_What you are asked to do_
Working from the entries that follow, retype each one without any alteration.
================
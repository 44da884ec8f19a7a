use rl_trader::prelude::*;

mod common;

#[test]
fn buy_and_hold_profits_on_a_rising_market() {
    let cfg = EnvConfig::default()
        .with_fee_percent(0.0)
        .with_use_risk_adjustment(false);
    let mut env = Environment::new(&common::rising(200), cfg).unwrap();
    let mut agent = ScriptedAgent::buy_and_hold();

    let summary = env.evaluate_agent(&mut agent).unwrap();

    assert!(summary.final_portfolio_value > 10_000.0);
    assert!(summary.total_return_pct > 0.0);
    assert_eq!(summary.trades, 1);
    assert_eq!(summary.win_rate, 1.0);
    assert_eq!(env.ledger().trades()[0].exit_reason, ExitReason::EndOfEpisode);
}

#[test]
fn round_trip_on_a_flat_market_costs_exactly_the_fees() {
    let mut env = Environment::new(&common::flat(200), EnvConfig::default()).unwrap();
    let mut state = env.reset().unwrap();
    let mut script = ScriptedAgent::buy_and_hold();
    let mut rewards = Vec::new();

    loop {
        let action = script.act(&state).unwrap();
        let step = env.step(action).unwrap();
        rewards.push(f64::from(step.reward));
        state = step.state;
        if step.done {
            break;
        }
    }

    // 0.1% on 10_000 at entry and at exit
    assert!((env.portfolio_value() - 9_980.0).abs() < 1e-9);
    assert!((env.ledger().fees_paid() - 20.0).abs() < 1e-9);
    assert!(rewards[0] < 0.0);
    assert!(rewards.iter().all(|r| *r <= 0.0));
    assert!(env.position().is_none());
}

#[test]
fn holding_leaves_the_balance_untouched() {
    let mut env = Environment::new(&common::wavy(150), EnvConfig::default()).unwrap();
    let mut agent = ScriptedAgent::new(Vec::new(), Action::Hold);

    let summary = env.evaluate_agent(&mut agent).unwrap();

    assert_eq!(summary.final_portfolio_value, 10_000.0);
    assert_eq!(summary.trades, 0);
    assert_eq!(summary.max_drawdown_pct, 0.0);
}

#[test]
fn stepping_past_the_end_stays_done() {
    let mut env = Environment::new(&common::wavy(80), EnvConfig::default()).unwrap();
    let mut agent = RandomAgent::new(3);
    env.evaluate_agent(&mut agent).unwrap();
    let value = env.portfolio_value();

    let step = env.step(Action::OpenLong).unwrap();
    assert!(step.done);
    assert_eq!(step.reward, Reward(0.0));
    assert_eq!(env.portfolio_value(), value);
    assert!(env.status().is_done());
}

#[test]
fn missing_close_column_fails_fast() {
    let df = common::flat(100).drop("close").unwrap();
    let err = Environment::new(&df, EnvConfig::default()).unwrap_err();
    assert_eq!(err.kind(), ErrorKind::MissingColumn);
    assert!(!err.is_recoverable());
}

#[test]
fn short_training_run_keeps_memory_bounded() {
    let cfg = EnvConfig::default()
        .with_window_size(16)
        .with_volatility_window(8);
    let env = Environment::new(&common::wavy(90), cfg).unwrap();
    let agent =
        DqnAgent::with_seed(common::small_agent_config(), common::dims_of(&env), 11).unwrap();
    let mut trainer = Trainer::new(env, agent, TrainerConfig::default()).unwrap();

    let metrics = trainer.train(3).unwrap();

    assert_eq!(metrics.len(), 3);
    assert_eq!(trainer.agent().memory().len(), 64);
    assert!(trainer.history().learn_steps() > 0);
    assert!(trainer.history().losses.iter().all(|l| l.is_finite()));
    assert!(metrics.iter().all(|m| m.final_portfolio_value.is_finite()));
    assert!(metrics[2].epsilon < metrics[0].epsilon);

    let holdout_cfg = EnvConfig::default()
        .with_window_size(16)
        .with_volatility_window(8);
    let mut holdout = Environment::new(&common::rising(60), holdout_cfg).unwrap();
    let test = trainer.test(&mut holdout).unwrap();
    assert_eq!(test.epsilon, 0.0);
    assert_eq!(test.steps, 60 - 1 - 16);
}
================
_Output_
repository 44da884ec8f19a7a
use rl_trader::prelude::*;

mod common;

#[test]
fn buy_and_hold_profits_on_a_rising_market() {
    let cfg = EnvConfig::default()
        .with_fee_percent(0.0)
        .with_use_risk_adjustment(false);
    let mut env = Environment::new(&common::rising(200), cfg).unwrap();
    let mut agent = ScriptedAgent::buy_and_hold();

    let summary = env.evaluate_agent(&mut agent).unwrap();

    assert!(summary.final_portfolio_value > 10_000.0);
    assert!(summary.total_return_pct > 0.0);
    assert_eq!(summary.trades, 1);
    assert_eq!(summary.win_rate, 1.0);
    assert_eq!(env.ledger().trades()[0].exit_reason, ExitReason::EndOfEpisode);
}

#[test]
fn round_trip_on_a_flat_market_costs_exactly_the_fees() {
    let mut env = Environment::new(&common::flat(200), EnvConfig::default()).unwrap();
    let mut state = env.reset().unwrap();
    let mut script = ScriptedAgent::buy_and_hold();
    let mut rewards = Vec::new();

    loop {
        let action = script.act(&state).unwrap();
        let step = env.step(action).unwrap();
        rewards.push(f64::from(step.reward));
        state = step.state;
        if step.done {
            break;
        }
    }

    // 0.1% on 10_000 at entry and at exit
    assert!((env.portfolio_value() - 9_980.0).abs() < 1e-9);
    assert!((env.ledger().fees_paid() - 20.0).abs() < 1e-9);
    assert!(rewards[0] < 0.0);
    assert!(rewards.iter().all(|r| *r <= 0.0));
    assert!(env.position().is_none());
}

#[test]
fn holding_leaves_the_balance_untouched() {
    let mut env = Environment::new(&common::wavy(150), EnvConfig::default()).unwrap();
    let mut agent = ScriptedAgent::new(Vec::new(), Action::Hold);

    let summary = env.evaluate_agent(&mut agent).unwrap();

    assert_eq!(summary.final_portfolio_value, 10_000.0);
    assert_eq!(summary.trades, 0);
    assert_eq!(summary.max_drawdown_pct, 0.0);
}

#[test]
fn stepping_past_the_end_stays_done() {
    let mut env = Environment::new(&common::wavy(80), EnvConfig::default()).unwrap();
    let mut agent = RandomAgent::new(3);
    env.evaluate_agent(&mut agent).unwrap();
    let value = env.portfolio_value();

    let step = env.step(Action::OpenLong).unwrap();
    assert!(step.done);
    assert_eq!(step.reward, Reward(0.0));
    assert_eq!(env.portfolio_value(), value);
    assert!(env.status().is_done());
}

#[test]
fn missing_close_column_fails_fast() {
    let df = common::flat(100).drop("close").unwrap();
    let err = Environment::new(&df, EnvConfig::default()).unwrap_err();
    assert_eq!(err.kind(), ErrorKind::MissingColumn);
    assert!(!err.is_recoverable());
}

#[test]
fn short_training_run_keeps_memory_bounded() {
    let cfg = EnvConfig::default()
        .with_window_size(16)
        .with_volatility_window(8);
    let env = Environment::new(&common::wavy(90), cfg).unwrap();
    let agent =
        DqnAgent::with_seed(common::small_agent_config(), common::dims_of(&env), 11).unwrap();
    let mut trainer = Trainer::new(env, agent, TrainerConfig::default()).unwrap();

    let metrics = trainer.train(3).unwrap();

    assert_eq!(metrics.len(), 3);
    assert_eq!(trainer.agent().memory().len(), 64);
    assert!(trainer.history().learn_steps() > 0);
    assert!(trainer.history().losses.iter().all(|l| l.is_finite()));
    assert!(metrics.iter().all(|m| m.final_portfolio_value.is_finite()));
    assert!(metrics[2].epsilon < metrics[0].epsilon);

    let holdout_cfg = EnvConfig::default()
        .with_window_size(16)
        .with_volatility_window(8);
    let mut holdout = Environment::new(&common::rising(60), holdout_cfg).unwrap();
    let test = trainer.test(&mut holdout).unwrap();
    assert_eq!(test.epsilon, 0.0);
    assert_eq!(test.steps, 60 - 1 - 16);
}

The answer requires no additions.